Immunomodulatory topographies regulate myofibroblast differentiation and influence fibrous encapsulation of glaucoma drainage devices.

Elevated intraocular pressure (IOP) is the primary driver of glaucoma, and lowering IOP remains essential for preventing vision loss. Glaucoma drainage devices (GDDs) help reduce IOP but often fail due to fibrosis. This study identifies surface micro topographies capable of modulating the fibrotic response to GDDs both in vitro and in vivo. Using the TopoChip high-throughput platform (2176 topographies), we fabricated poly(styrene-block-isobutylene-block-styrene) SIBS based micro topographies and screened them for their effects on human Tenon fibroblast adhesion and transdifferentiation, as well as primary macrophage attachment and cytokine expression.
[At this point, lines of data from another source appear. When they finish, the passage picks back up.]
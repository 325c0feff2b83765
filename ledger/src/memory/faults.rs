//! Fault injection for the in-memory datastore.

use std::collections::{HashMap, HashSet};
use std::time::Duration;

use crate::store::StoreOp;

/// A fault the in-memory datastore can be told to produce.
#[derive(Debug, Clone, Copy, PartialEq, Eq)]
pub enum Fault {
    /// Every commit fails; the transaction's writes are discarded.
    FailCommit,
    /// Every rollback reports a failure.
    FailRollback,
    /// The given operation fails with a persistence error.
    FailOn(StoreOp),
    /// The given operation stalls before running.
    DelayOn(StoreOp, Duration),
}

/// Currently active faults.
#[derive(Debug, Default)]
pub(crate) struct Faults {
    pub fail_commit: bool,
    pub fail_rollback: bool,
    pub fail_on: HashSet<StoreOp>,
    pub delay_on: HashMap<StoreOp, Duration>,
}

impl Faults {
    pub fn apply(&mut self, fault: Fault) {
        match fault {
            Fault::FailCommit => self.fail_commit = true,
            Fault::FailRollback => self.fail_rollback = true,
            Fault::FailOn(op) => {
                self.fail_on.insert(op);
            }
            Fault::DelayOn(op, delay) => {
                self.delay_on.insert(op, delay);
            }
        }
    }

    pub fn clear(&mut self) {
        *self = Self::default();
    }

    #[cfg(test)]
    fn is_active(&self) -> bool {
        self.fail_commit
            || self.fail_rollback
            || !self.fail_on.is_empty()
            || !self.delay_on.is_empty()
    }
}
These screens revealed micro topographies that differentially regulate fibroblast and macrophage behaviour, enabling the selection of three candidate designs for in vivo evaluation. When incorporated into glaucoma shunts implanted in rabbits, these micro topographies produced distinct tissue responses compared with smooth controls, including differences in collagen deposition and density at the implant interface. Overall, this work demonstrates that engineered micro topographies can modulate wound healing around GDDs and provides a foundation for design-driven strategies to improve implant performance. Future studies will focus on long-term implantation to optimize therapeutic outcomes.